Sir Richard said he completely refuted the idea that only the Iraqis and the Americans installed security in Basra:

"The fact of the matter is that the British Army took possession of Basra in 2003 in an extremely skilful and successful campaign and in an ideal world we would probably not have stayed there that much longer.

"I am reminded of the story of one of Battery Group Commanders who was approached by a elderly tribal Sheik, who said it's the third time in my life I have welcomed the British to my city but if you stay too long we will start to shoot at you. And there has been an element of having had to stay too long.

"We did not go on a unilateral basis, we were there as part of a coalition and the coalition led by the Americans had a whole range of issues to sort out across the country. And that, quite rightly, became a real focus and we continued to hold the southern flank of the operation if you like in Basra, partly because we were there may be for longer than we would otherwise ideally have liked to have been there, to provide an opportunity for the Iranians to back the Shia militias and that became an extremely uncomfortable experience.

"But our people stood up to that and resisted that extremely well."

Sir Richard said that Basra was always going to be a city sorted out by the Iraqis, and that British forces, though it had taken time, had enabled them to do that:

"It's a city of huge size, however many British troops or coalition troops have been there we would never have been able to impose a regime and we had not intention of doing that.

"It was always going to be an Iraqi solution to an Iraqi problem, and what we had to do was to enable that to happen, and that has taken a certain amount of time, but it has now happened, and the operation that started at the end of March this year ["Charge of the Knights"] was an Iraqi led operation.

"They already had control of Basra - we had given them a control at the end of last year - it's absolutely right that they did that. So Iraqis solutions to Iraqi problems was always going to be the way to solve this one."

On recent negative media comments on the British withdrawal from Iraq, Sir Richard said:

"I ponder about the wisdom of some of the armchair critics who have sat very comfortably at home while British soldiers, sailors and airmen and marines have fought with extreme valour in Basra and the south of Iraq over the last six years. Lets face it, this was all about politics in the first place, it was about regime change.

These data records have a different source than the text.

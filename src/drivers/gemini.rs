//! Gemini Generate API 驱动：直接实现生命周期契约，不经过通用包装器
//!
//! Google Gemini `streamGenerateContent` driver. Key differences:
//! - Uses `contents` instead of `messages`, with `parts` instead of `content`.
//! - Roles: `user` and `model` (not `assistant`). System uses `systemInstruction`.
//! - `generationConfig` wraps temperature and `maxOutputTokens`.
//! - Every stream frame is a full `GenerateContentResponse` carrying text
//!   deltas and a running `usageMetadata`, so frames are read whole rather
//!   than mapped event by event.
//!
//! The lifecycle (running first, usage + completed + done on exhaustion,
//! failed + error otherwise, one release) is reproduced here directly.

use async_trait::async_trait;
use futures::future::BoxFuture;
use futures::{stream, StreamExt};
use serde_json::{json, Value};
use tokio_util::sync::CancellationToken;
use tracing::{debug, warn, Instrument, Span};

use super::{count, DriverCore, ProviderDriver};
use crate::normalize::{normalize, RawFault};
use crate::pipeline::{FallbackMessages, ReleaseGuard, SseDecoder};
use crate::types::message::split_system;
use crate::types::{Chunk, MessageRole, ProviderEnv, ProviderId, SessionRequest, Status, Usage};
use crate::{BoxStream, ChunkStream, FaultResult, Result};

/// Google Gemini streamGenerateContent driver.
#[derive(Debug, Clone)]
pub struct GeminiDriver {
    core: DriverCore,
}

impl GeminiDriver {
    pub fn new(env: ProviderEnv) -> Result<Self> {
        Ok(Self {
            core: DriverCore::new(ProviderId::Gemini, env)?,
        })
    }

    pub fn build_body(request: &SessionRequest) -> Value {
        let (system, turns) =
            split_system(request.system.as_deref(), &request.prompt.to_messages());
        let contents: Vec<Value> = turns
            .iter()
            .map(|m| {
                let role = match m.role {
                    MessageRole::Assistant => "model",
                    _ => "user",
                };
                json!({ "role": role, "parts": [{ "text": m.content }] })
            })
            .collect();

        let mut body = json!({ "contents": contents });
        if let Some(sys) = system {
            body["systemInstruction"] = json!({ "parts": [{ "text": sys }] });
        }
        let mut config = serde_json::Map::new();
        if let Some(t) = request.temperature {
            config.insert("temperature".into(), json!(t));
        }
        if let Some(max) = request.max_output_tokens {
            config.insert("maxOutputTokens".into(), json!(max));
        }
        if !config.is_empty() {
            body["generationConfig"] = Value::Object(config);
        }
        body
    }
}

/// What one `GenerateContentResponse` frame contributes.
#[derive(Debug, Default, PartialEq)]
pub struct FrameContent {
    pub texts: Vec<String>,
    pub usage: Option<Usage>,
}

/// Read one frame. In-band errors and blocked prompts are faults.
pub fn read_frame(frame: &Value) -> FaultResult<FrameContent> {
    if let Some(error) = frame.get("error").filter(|e| !e.is_null()) {
        let code = error
            .get("status")
            .filter(|s| s.is_string())
            .or_else(|| error.get("code"))
            .cloned()
            .unwrap_or(Value::Null);
        return Err(RawFault::Json(json!({
            "code": code,
            "message": error.get("message").cloned().unwrap_or(Value::Null),
        })));
    }
    if let Some(reason) = frame
        .pointer("/promptFeedback/blockReason")
        .and_then(|r| r.as_str())
    {
        return Err(RawFault::Json(json!({
            "code": "prompt_blocked",
            "message": format!("Gemini blocked the prompt ({})", reason),
        })));
    }

    let texts = frame
        .pointer("/candidates/0/content/parts")
        .and_then(|p| p.as_array())
        .map(|parts| {
            parts
                .iter()
                .filter(|p| !p.get("thought").and_then(|t| t.as_bool()).unwrap_or(false))
                .filter_map(|p| p.get("text").and_then(|t| t.as_str()))
                .filter(|t| !t.is_empty())
                .map(String::from)
                .collect()
        })
        .unwrap_or_default();

    let usage = frame.get("usageMetadata").filter(|u| u.is_object()).map(|u| {
        Usage::from_counts(
            count(u, "promptTokenCount"),
            count(u, "candidatesTokenCount"),
            count(u, "totalTokenCount"),
        )
    });

    Ok(FrameContent { texts, usage })
}

type Frames = BoxStream<'static, Value>;

enum Stage {
    Opening(BoxFuture<'static, FaultResult<Frames>>),
    Reading(Frames),
    Closed,
}

struct GeminiSession {
    stage: Stage,
    usage: Option<Usage>,
    fallbacks: FallbackMessages,
    cancel: CancellationToken,
    guard: ReleaseGuard,
}

impl GeminiSession {
    /// Advance one step; `None` once the terminal chunk has been handed out.
    async fn step(&mut self) -> Option<Vec<Chunk>> {
        match std::mem::replace(&mut self.stage, Stage::Closed) {
            Stage::Closed => {
                self.guard.release();
                None
            }
            Stage::Opening(opening) => {
                let opened = tokio::select! {
                    biased;
                    _ = self.cancel.cancelled() => Err(RawFault::Cancelled),
                    r = opening => r,
                };
                Some(match opened {
                    Ok(frames) => {
                        self.stage = Stage::Reading(frames);
                        Vec::new()
                    }
                    Err(fault) => {
                        let fallback = self.fallbacks.open.clone();
                        self.close_failed(fault, &fallback)
                    }
                })
            }
            Stage::Reading(mut frames) => {
                let next = tokio::select! {
                    biased;
                    _ = self.cancel.cancelled() => Some(Err(RawFault::Cancelled)),
                    n = frames.next() => n,
                };
                let fallback = self.fallbacks.stream.clone();
                Some(match next {
                    None => self.close_completed(),
                    Some(Err(fault)) => self.close_failed(fault, &fallback),
                    Some(Ok(frame)) => match read_frame(&frame) {
                        Ok(content) => {
                            self.stage = Stage::Reading(frames);
                            if content.usage.is_some() {
                                self.usage = content.usage;
                            }
                            content.texts.into_iter().map(Chunk::text).collect()
                        }
                        Err(fault) => self.close_failed(fault, &fallback),
                    },
                })
            }
        }
    }

    fn close_completed(&mut self) -> Vec<Chunk> {
        let mut out = Vec::with_capacity(3);
        if let Some(usage) = self.usage.take() {
            out.push(Chunk::Usage(usage));
        }
        out.push(Chunk::status(Status::Completed));
        out.push(Chunk::Done);
        debug!("gemini session completed");
        self.guard.release();
        out
    }

    fn close_failed(&mut self, fault: RawFault, fallback: &str) -> Vec<Chunk> {
        let error = normalize(fault, fallback);
        if error.is_cancelled() {
            warn!("gemini session cancelled");
        } else {
            debug!(error = %error, "gemini session failed");
        }
        self.guard.release();
        vec![Chunk::status(Status::Failed), Chunk::Error { error }]
    }
}

#[async_trait]
impl ProviderDriver for GeminiDriver {
    fn provider_id(&self) -> ProviderId {
        ProviderId::Gemini
    }

    fn default_model(&self) -> Option<&str> {
        self.core.default_model()
    }

    async fn stream(&self, request: SessionRequest) -> Result<ChunkStream> {
        let model = self.core.prepare(&request)?;
        let model_path = model.trim_start_matches("models/");
        let url = self
            .core
            .endpoint(&format!("models/{}:streamGenerateContent?alt=sse", model_path))?;
        let body = Self::build_body(&request);
        let http = self
            .core
            .stream_request(url, body, &request)
            .header("x-goog-api-key", self.core.api_key());

        debug!(provider = "gemini", model = %model, "opening generate stream");

        let cancel = request.session_token();
        let guard = ReleaseGuard::new(cancel.child_token());
        let token = guard.token();
        let transport = self.core.transport().clone();
        let opening: BoxFuture<'static, FaultResult<Frames>> = Box::pin(async move {
            let bytes = transport.open_stream(http, token).await?;
            Ok::<_, RawFault>(SseDecoder::new().decode_stream(bytes))
        });

        Ok(session_stream(opening, cancel, guard))
    }
}

/// Run the step machine: `running` first, then whatever each step yields.
fn session_stream(
    opening: BoxFuture<'static, FaultResult<Frames>>,
    cancel: CancellationToken,
    guard: ReleaseGuard,
) -> ChunkStream {
    let session = GeminiSession {
        stage: Stage::Opening(opening),
        usage: None,
        fallbacks: FallbackMessages::for_vendor(ProviderId::Gemini.vendor_name()),
        cancel,
        guard,
    };

    let span = Span::current();
    let body = stream::unfold(session, move |mut s| {
        async move {
            let chunks = s.step().await?;
            Some((stream::iter(chunks), s))
        }
        .instrument(span.clone())
    })
    .flatten();

    Box::pin(stream::once(async { Chunk::status(Status::Running) }).chain(body))
}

"That's a very difficult and political undertaking. We had done our part to the best of our ability. It started in politics, it will finish in politics, and in the middle is intra Shia politics."We have sensitively done what seemed right and stood back when it was right and only re-engaged also when it's right. This is not an easy situation. It has been very complex and I am really dismayed by some of the criticism that's been made particularly over this weekend, and I want to certainly re-assure the soldiers and their families who have taken part in this campaign that it has been absolutely worthwhile and the 178 lives that have been lost have not been lost in vain. We have achieved what we set out to achieve.

"We have now concluded the operation, or about to conclude the operation, in Iraq on the basis that the job is done. And I think that everyone who has been involved in that should take huge satisfaction of a difficult job that has been done well.

"And actually relatively quickly. I don't want to draw comparisons with Northern Ireland [but] it took 38 years of involvement there by the Army to bring that to a satisfactory conclusion, 14 years in Bosnia, nine years and still counting in Kosovo.

"Yet the operation in Iraq has been concluded will be concluded in six years. That is relatively quick as far as these things go. It's been complex, it's been difficult, but it's been successful and I really believe that people should recognise that and be appreciative of what our servicemen have done."

Sir Richard concluded, thanking the British people for their support to the Armed Forces throughout the operations in both Iraq and Afghanistan:

"I would like to say thank you to the British people for supporting the Armed Forces in the way they have, the way people turn out to support homecoming parades it is incredible and I am really appreciative of that."